There was an eclipse today. Being this was my day off work, I slept through it, although most commentators in the UK said it just became a bit more cloudy and overcast so it was hard to tell the difference.
Nevertheless, since this event isn't due to happen for another eleven years, I thought I'd honour it with a themed chart that is out of this world (but not out of our solar system).
1) Creedance Clearwater Revival - "Bad Moon Rising"
Jaunty country inflected song about ecological disaster, who'd have thunk it?
2) New Order - "Sunrise"
You say New Order and immediately think of synth club dance anthems, but they could also rock out with guitars as this suggests
3) Grinderman - "Man In The Moon"
Nick Cave's offshoot project Grinderman put the rock and roll back into the music whereas his solo stuff was far more ballad based, yet this one could have been from either version.
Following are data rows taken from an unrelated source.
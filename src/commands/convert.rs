//! Convert command implementation.
//!
//! The convert command:
//! 1. Loads a folded-stack aggregate
//! 2. Resolves the capture window
//! 3. Encodes it as folded text or a pprof profile

use super::utils::{is_stdio, load_aggregate};
use crate::format::{encode, Format};
use crate::output::create_output;
use crate::utils::config::DEFAULT_SAMPLING_HZ;
use anyhow::{Context, Result};
use chrono::{DateTime, Utc};
use log::{debug, info};
use std::io::{self, BufWriter, Write};
use std::path::PathBuf;
use std::time::Instant;

/// Arguments for the convert command
///
/// **Public** - used by main.rs to construct from CLI args
#[derive(Debug, Clone)]
pub struct ConvertArgs {
    /// Folded-stack input (`-` for stdin)
    pub input: PathBuf,

    /// Output path; stdout when `None` or `-`
    pub output: Option<PathBuf>,

    pub format: Format,

    /// Sampling frequency the input was captured at
    pub hz: u32,

    /// Capture start; defaults to `end`
    pub start: Option<DateTime<Utc>>,

    /// Capture end; defaults to now
    pub end: Option<DateTime<Utc>>,
}

impl Default for ConvertArgs {
    fn default() -> Self {
        Self {
            input: PathBuf::from("-"),
            output: None,
            format: Format::Pprof,
            hz: DEFAULT_SAMPLING_HZ,
            start: None,
            end: None,
        }
    }
}

impl ConvertArgs {
    /// Capture window with defaults applied
    pub fn window(&self) -> (DateTime<Utc>, DateTime<Utc>) {
        let end = self.end.unwrap_or_else(Utc::now);
        let start = self.start.unwrap_or(end);
        (start, end)
    }
}

/// Validate convert arguments
///
/// **Public** - can be called before execute_convert for early validation
pub fn validate_args(args: &ConvertArgs) -> Result<()> {
    if args.input.as_os_str().is_empty() {
        anyhow::bail!("Input path cannot be empty");
    }

    if args.hz == 0 {
        anyhow::bail!("Sampling frequency must be greater than 0");
    }

    if let (Some(start), Some(end)) = (args.start, args.end) {
        if end < start {
            anyhow::bail!("Capture end ({}) is before start ({})", end, start);
        }
    }

    Ok(())
}

/// Execute the convert command
///
/// **Public** - main entry point called from main.rs
pub fn execute_convert(args: ConvertArgs) -> Result<()> {
    let started = Instant::now();

    info!("Step 1/2: Loading stacks from {}...", args.input.display());
    let aggregate = load_aggregate(&args.input)?;
    debug!("Loaded {} unique stacks", aggregate.len());

    let (start, end) = args.window();
    info!("Step 2/2: Encoding as {} ({} Hz)...", args.format, args.hz);

    let mut sink: Box<dyn Write> = match &args.output {
        Some(path) if !is_stdio(path) => Box::new(
            create_output(path)
                .with_context(|| format!("Failed to create {}", path.display()))?,
        ),
        _ => Box::new(BufWriter::new(io::stdout().lock())),
    };

    encode(&mut sink, &aggregate, args.format, args.hz, start, end)
        .with_context(|| format!("Failed to encode {} output", args.format))?;
    sink.flush().context("Failed to flush output")?;

    if let Some(path) = args.output.as_ref().filter(|p| !is_stdio(p)) {
        info!("✓ {} output written to: {}", args.format, path.display());
    }

    info!("Convert completed in {:.2}s", started.elapsed().as_secs_f64());

    Ok(())
}

#[cfg(test)]
mod tests {
    use super::*;
    use chrono::TimeZone;

    #[test]
    fn test_validate_args_valid() {
        let args = ConvertArgs {
            input: PathBuf::from("stacks.folded"),
            ..Default::default()
        };
        assert!(validate_args(&args).is_ok());
    }

    #[test]
    fn test_validate_args_zero_hz() {
        let args = ConvertArgs {
            hz: 0,
            ..Default::default()
        };
        assert!(validate_args(&args).is_err());
    }

    #[test]
    fn test_validate_args_empty_input() {
        let args = ConvertArgs {
            input: PathBuf::new(),
            ..Default::default()
        };
        assert!(validate_args(&args).is_err());
    }

    #[test]
    fn test_validate_args_inverted_window() {
        let start = Utc.with_ymd_and_hms(2024, 1, 1, 0, 0, 10).unwrap();
        let args = ConvertArgs {
            start: Some(start),
            end: Some(start - chrono::Duration::seconds(1)),
            ..Default::default()
        };
        assert!(validate_args(&args).is_err());
    }

    #[test]
    fn test_window_defaults_start_to_end() {
        let end = Utc.with_ymd_and_hms(2024, 1, 1, 0, 0, 10).unwrap();
        let args = ConvertArgs {
            end: Some(end),
            ..Default::default()
        };
        assert_eq!(args.window(), (end, end));
    }
}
4) Gun Club - "Give Up the Sun"
A bit more lyrically complex than most of their swamp rock bluesy stuff.
5) Jimi Hendrix - "Moon Turn Tides Gently Gently Away"
Hippyish title, but what the heck, once the song gets out of its psychedelic intro it ain't quite so serene
6) Pink Floyd - "Set The Controls For The Heart Of The Sun"
Could have been "Dark Side Of The Moon" but I went for the slightly happier if still unsettling sunnyside up.
if you'd prefer the longer but more wonderful version Live from Pompeii - https://www.youtube.com/watch?v=hIYvkHg114M
7) The Police - Walking On the Moon"
It's not often anything Sting related gets into one of my charts, but this is an okay song even if they do look like idiots in the video, but that was the 80s for you I suppose
8) Wu Tang Clan - "Sunlight"
Wu Tang get all spiritual and not even the metaphysics of drugs either.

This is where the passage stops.